## WHAT THE TASK ASKS
When you reply, transcribe every line of the data below exactly.

## GIVEN RECORDS

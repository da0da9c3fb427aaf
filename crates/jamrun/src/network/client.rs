use crate::error::{Error, Result};
use reqwest::{Client, Response, StatusCode};
use serde::Serialize;
use serde::de::DeserializeOwned;
use std::future::Future;
use std::time::Duration;
use tracing::{debug, warn};

const MAX_RETRIES: u32 = 3;
const INITIAL_BACKOFF_MS: u64 = 100;
const MAX_BACKOFF_MS: u64 = 5000;

/// JSON-over-HTTP client for the game backend
#[derive(Clone)]
pub struct HttpClient {
    client: Client,
    base_url: String,
}

/// Retry configuration for HTTP requests
struct RetryState {
    attempt: u32,
    backoff_ms: u64,
    /// POSTs that create records are not idempotent
    idempotent: bool,
}

impl RetryState {
    fn new(idempotent: bool) -> Self {
        Self {
            attempt: 0,
            backoff_ms: INITIAL_BACKOFF_MS,
            idempotent,
        }
    }

    fn can_retry(&self) -> bool {
        self.attempt < MAX_RETRIES - 1
    }

    fn increment(&mut self) {
        self.attempt += 1;
        self.backoff_ms = (self.backoff_ms * 2).min(MAX_BACKOFF_MS);
    }

    /// Get delay from Retry-After header or use backoff
    fn get_delay(&self, response: &Response) -> u64 {
        retry_after_ms(
            response
                .headers()
                .get("Retry-After")
                .and_then(|v| v.to_str().ok()),
        )
        .unwrap_or(self.backoff_ms)
    }

    async fn wait(&self, delay_ms: u64) {
        tokio::time::sleep(Duration::from_millis(delay_ms)).await;
    }
}

/// 429 is always retried; 5xx and timeouts only when repeating the request is safe
fn is_retryable_status(status: StatusCode, idempotent: bool) -> bool {
    status == StatusCode::TOO_MANY_REQUESTS || (idempotent && status.is_server_error())
}

fn is_retryable_error(e: &reqwest::Error, idempotent: bool) -> bool {
    e.is_connect() || (idempotent && e.is_timeout())
}

fn retry_after_ms(header: Option<&str>) -> Option<u64> {
    header
        .and_then(|s| s.trim().parse::<u64>().ok())
        .map(|secs| secs * 1000)
}

/// Check if response requires retry and handle logging/waiting
async fn should_retry_response(response: &Response, state: &mut RetryState) -> bool {
    if !state.can_retry() || !is_retryable_status(response.status(), state.idempotent) {
        return false;
    }

    if response.status() == StatusCode::TOO_MANY_REQUESTS {
        let delay = state.get_delay(response);
        warn!(
            "Rate limited (attempt {}/{}), retrying in {}ms",
            state.attempt + 1,
            MAX_RETRIES,
            delay
        );
        state.wait(delay).await;
        state.increment();
        return true;
    }

    if response.status().is_server_error() {
        warn!(
            "Server error {} (attempt {}/{}), retrying in {}ms",
            response.status(),
            state.attempt + 1,
            MAX_RETRIES,
            state.backoff_ms
        );
        state.wait(state.backoff_ms).await;
        state.increment();
        return true;
    }

    false
}

impl HttpClient {
    pub fn new(base_url: &str, timeout: Duration) -> Result<Self> {
        let user_agent = format!(
            "jamrun/{} ({})",
            env!("CARGO_PKG_VERSION"),
            std::env::consts::OS
        );
        let client = Client::builder()
            .timeout(timeout)
            .user_agent(user_agent)
            .build()
            .map_err(|e| Error::NetworkError(format!("Failed to create HTTP client: {}", e)))?;

        Ok(Self {
            client,
            base_url: base_url.trim_end_matches('/').to_string(),
        })
    }

    pub fn base_url(&self) -> &str {
        &self.base_url
    }

    fn url(&self, endpoint: &str) -> String {
        format!("{}/{}", self.base_url, endpoint.trim_start_matches('/'))
    }

    /// Execute a request with retry logic
    async fn with_retry<F, Fut>(&self, idempotent: bool, request_fn: F) -> Result<String>
    where
        F: Fn() -> Fut,
        Fut: Future<Output = reqwest::Result<Response>>,
    {
        let mut state = RetryState::new(idempotent);

        loop {
            let result = request_fn().await;

            match result {
                Ok(response) => {
                    if should_retry_response(&response, &mut state).await {
                        continue;
                    }
                    let status = response.status();
                    if status.is_client_error() || status.is_server_error() {
                        return Err(Error::Status {
                            status: status.as_u16(),
                            url: response.url().to_string(),
                        });
                    }
                    return Ok(response.text().await?);
                }
                Err(e) if is_retryable_error(&e, state.idempotent) && state.can_retry() => {
                    warn!(
                        "Connection error (attempt {}/{}): {}, retrying in {}ms",
                        state.attempt + 1,
                        MAX_RETRIES,
                        e,
                        state.backoff_ms
                    );
                    state.wait(state.backoff_ms).await;
                    state.increment();
                    continue;
                }
                Err(e) => return Err(e.into()),
            }
        }
    }

    pub async fn get_json<T: DeserializeOwned>(&self, endpoint: &str) -> Result<T> {
        let url = self.url(endpoint);
        debug!("GET {}", url);
        let body = self.with_retry(true, || self.client.get(&url).send()).await?;
        Ok(serde_json::from_str(&body)?)
    }

    pub async fn post_json<B, T>(&self, endpoint: &str, payload: &B) -> Result<T>
    where
        B: Serialize + ?Sized,
        T: DeserializeOwned,
    {
        let url = self.url(endpoint);
        debug!("POST {}", url);
        let body = self
            .with_retry(false, || self.client.post(&url).json(payload).send())
            .await?;
        Ok(serde_json::from_str(&body)?)
    }

    pub async fn put_json<B, T>(&self, endpoint: &str, payload: &B) -> Result<T>
    where
        B: Serialize + ?Sized,
        T: DeserializeOwned,
    {
        let url = self.url(endpoint);
        debug!("PUT {}", url);
        let body = self
            .with_retry(true, || self.client.put(&url).json(payload).send())
            .await?;
        Ok(serde_json::from_str(&body)?)
    }
}

#[cfg(test)]
mod tests {
    use super::*;

    #[test]
    fn test_retry_budget() {
        let mut state = RetryState::new(true);
        assert!(state.can_retry());
        state.increment();
        assert!(state.can_retry());
        state.increment();
        assert!(!state.can_retry());
    }

    #[test]
    fn test_backoff_is_capped() {
        let mut state = RetryState::new(true);
        assert_eq!(state.backoff_ms, 100);
        state.increment();
        assert_eq!(state.backoff_ms, 200);
        for _ in 0..10 {
            state.increment();
        }
        assert_eq!(state.backoff_ms, MAX_BACKOFF_MS);
    }

    #[test]
    fn test_server_errors_retried_only_when_idempotent() {
        assert!(is_retryable_status(StatusCode::BAD_GATEWAY, true));
        assert!(!is_retryable_status(StatusCode::BAD_GATEWAY, false));
        assert!(!is_retryable_status(StatusCode::INTERNAL_SERVER_ERROR, false));
        assert!(is_retryable_status(StatusCode::TOO_MANY_REQUESTS, false));
        assert!(!is_retryable_status(StatusCode::NOT_FOUND, true));
    }

    #[test]
    fn test_retry_after_header() {
        assert_eq!(retry_after_ms(Some("3")), Some(3000));
        assert_eq!(retry_after_ms(Some(" 1 ")), Some(1000));
        assert_eq!(retry_after_ms(Some("Wed, 21 Oct 2015 07:28:00 GMT")), None);
        assert_eq!(retry_after_ms(None), None);
    }

    #[test]
    fn test_url_joining() {
        let client = HttpClient::new("http://localhost:8001/api/", Duration::from_secs(1)).unwrap();
        assert_eq!(client.base_url(), "http://localhost:8001/api");
        assert_eq!(client.url("tracks"), "http://localhost:8001/api/tracks");
        assert_eq!(
            client.url("/game-sessions/abc"),
            "http://localhost:8001/api/game-sessions/abc"
        );
        assert_eq!(client.url(""), "http://localhost:8001/api/");
    }
}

## WRITTEN REPLY
repository da0da9c3fb427aaf
filename crates/jamrun/src/network/client.rs
use crate::error::{Error, Result};
use reqwest::{Client, Response, StatusCode};
use serde::Serialize;
use serde::de::DeserializeOwned;
use std::future::Future;
use std::time::Duration;
use tracing::{debug, warn};

const MAX_RETRIES: u32 = 3;
const INITIAL_BACKOFF_MS: u64 = 100;
const MAX_BACKOFF_MS: u64 = 5000;

/// JSON-over-HTTP client for the game backend
#[derive(Clone)]
pub struct HttpClient {
    client: Client,
    base_url: String,
}

/// Retry configuration for HTTP requests
struct RetryState {
    attempt: u32,
    backoff_ms: u64,
    /// POSTs that create records are not idempotent
    idempotent: bool,
}

impl RetryState {
    fn new(idempotent: bool) -> Self {
        Self {
            attempt: 0,
            backoff_ms: INITIAL_BACKOFF_MS,
            idempotent,
        }
    }

    fn can_retry(&self) -> bool {
        self.attempt < MAX_RETRIES - 1
    }

    fn increment(&mut self) {
        self.attempt += 1;
        self.backoff_ms = (self.backoff_ms * 2).min(MAX_BACKOFF_MS);
    }

    /// Get delay from Retry-After header or use backoff
    fn get_delay(&self, response: &Response) -> u64 {
        retry_after_ms(
            response
                .headers()
                .get("Retry-After")
                .and_then(|v| v.to_str().ok()),
        )
        .unwrap_or(self.backoff_ms)
    }

    async fn wait(&self, delay_ms: u64) {
        tokio::time::sleep(Duration::from_millis(delay_ms)).await;
    }
}

/// 429 is always retried; 5xx and timeouts only when repeating the request is safe
fn is_retryable_status(status: StatusCode, idempotent: bool) -> bool {
    status == StatusCode::TOO_MANY_REQUESTS || (idempotent && status.is_server_error())
}

fn is_retryable_error(e: &reqwest::Error, idempotent: bool) -> bool {
    e.is_connect() || (idempotent && e.is_timeout())
}

fn retry_after_ms(header: Option<&str>) -> Option<u64> {
    header
        .and_then(|s| s.trim().parse::<u64>().ok())
        .map(|secs| secs * 1000)
}

/// Check if response requires retry and handle logging/waiting
async fn should_retry_response(response: &Response, state: &mut RetryState) -> bool {
    if !state.can_retry() || !is_retryable_status(response.status(), state.idempotent) {
        return false;
    }

    if response.status() == StatusCode::TOO_MANY_REQUESTS {
        let delay = state.get_delay(response);
        warn!(
            "Rate limited (attempt {}/{}), retrying in {}ms",
            state.attempt + 1,
            MAX_RETRIES,
            delay
        );
        state.wait(delay).await;
        state.increment();
        return true;
    }

    if response.status().is_server_error() {
        warn!(
            "Server error {} (attempt {}/{}), retrying in {}ms",
            response.status(),
            state.attempt + 1,
            MAX_RETRIES,
            state.backoff_ms
        );
        state.wait(state.backoff_ms).await;
        state.increment();
        return true;
    }

    false
}

impl HttpClient {
    pub fn new(base_url: &str, timeout: Duration) -> Result<Self> {
        let user_agent = format!(
            "jamrun/{} ({})",
            env!("CARGO_PKG_VERSION"),
            std::env::consts::OS
        );
        let client = Client::builder()
            .timeout(timeout)
            .user_agent(user_agent)
            .build()
            .map_err(|e| Error::NetworkError(format!("Failed to create HTTP client: {}", e)))?;

        Ok(Self {
            client,
            base_url: base_url.trim_end_matches('/').to_string(),
        })
    }

    pub fn base_url(&self) -> &str {
        &self.base_url
    }

    fn url(&self, endpoint: &str) -> String {
        format!("{}/{}", self.base_url, endpoint.trim_start_matches('/'))
    }

    /// Execute a request with retry logic
    async fn with_retry<F, Fut>(&self, idempotent: bool, request_fn: F) -> Result<String>
    where
        F: Fn() -> Fut,
        Fut: Future<Output = reqwest::Result<Response>>,
    {
        let mut state = RetryState::new(idempotent);

        loop {
            let result = request_fn().await;

            match result {
                Ok(response) => {
                    if should_retry_response(&response, &mut state).await {
                        continue;
                    }
                    let status = response.status();
                    if status.is_client_error() || status.is_server_error() {
                        return Err(Error::Status {
                            status: status.as_u16(),
                            url: response.url().to_string(),
                        });
                    }
                    return Ok(response.text().await?);
                }
                Err(e) if is_retryable_error(&e, state.idempotent) && state.can_retry() => {
                    warn!(
                        "Connection error (attempt {}/{}): {}, retrying in {}ms",
                        state.attempt + 1,
                        MAX_RETRIES,
                        e,
                        state.backoff_ms
                    );
                    state.wait(state.backoff_ms).await;
                    state.increment();
                    continue;
                }
                Err(e) => return Err(e.into()),
            }
        }
    }

    pub async fn get_json<T: DeserializeOwned>(&self, endpoint: &str) -> Result<T> {
        let url = self.url(endpoint);
        debug!("GET {}", url);
        let body = self.with_retry(true, || self.client.get(&url).send()).await?;
        Ok(serde_json::from_str(&body)?)
    }

    pub async fn post_json<B, T>(&self, endpoint: &str, payload: &B) -> Result<T>
    where
        B: Serialize + ?Sized,
        T: DeserializeOwned,
    {
        let url = self.url(endpoint);
        debug!("POST {}", url);
        let body = self
            .with_retry(false, || self.client.post(&url).json(payload).send())
            .await?;
        Ok(serde_json::from_str(&body)?)
    }

    pub async fn put_json<B, T>(&self, endpoint: &str, payload: &B) -> Result<T>
    where
        B: Serialize + ?Sized,
        T: DeserializeOwned,
    {
        let url = self.url(endpoint);
        debug!("PUT {}", url);
        let body = self
            .with_retry(true, || self.client.put(&url).json(payload).send())
            .await?;
        Ok(serde_json::from_str(&body)?)
    }
}

#[cfg(test)]
mod tests {
    use super::*;

    #[test]
    fn test_retry_budget() {
        let mut state = RetryState::new(true);
        assert!(state.can_retry());
        state.increment();
        assert!(state.can_retry());
        state.increment();
        assert!(!state.can_retry());
    }

    #[test]
    fn test_backoff_is_capped() {
        let mut state = RetryState::new(true);
        assert_eq!(state.backoff_ms, 100);
        state.increment();
        assert_eq!(state.backoff_ms, 200);
        for _ in 0..10 {
            state.increment();
        }
        assert_eq!(state.backoff_ms, MAX_BACKOFF_MS);
    }

    #[test]
    fn test_server_errors_retried_only_when_idempotent() {
        assert!(is_retryable_status(StatusCode::BAD_GATEWAY, true));
        assert!(!is_retryable_status(StatusCode::BAD_GATEWAY, false));
        assert!(!is_retryable_status(StatusCode::INTERNAL_SERVER_ERROR, false));
        assert!(is_retryable_status(StatusCode::TOO_MANY_REQUESTS, false));
        assert!(!is_retryable_status(StatusCode::NOT_FOUND, true));
    }

    #[test]
    fn test_retry_after_header() {
        assert_eq!(retry_after_ms(Some("3")), Some(3000));
        assert_eq!(retry_after_ms(Some(" 1 ")), Some(1000));
        assert_eq!(retry_after_ms(Some("Wed, 21 Oct 2015 07:28:00 GMT")), None);
        assert_eq!(retry_after_ms(None), None);
    }

    #[test]
    fn test_url_joining() {
        let client = HttpClient::new("http://localhost:8001/api/", Duration::from_secs(1)).unwrap();
        assert_eq!(client.base_url(), "http://localhost:8001/api");
        assert_eq!(client.url("tracks"), "http://localhost:8001/api/tracks");
        assert_eq!(
            client.url("/game-sessions/abc"),
            "http://localhost:8001/api/game-sessions/abc"
        );
        assert_eq!(client.url(""), "http://localhost:8001/api/");
    }
}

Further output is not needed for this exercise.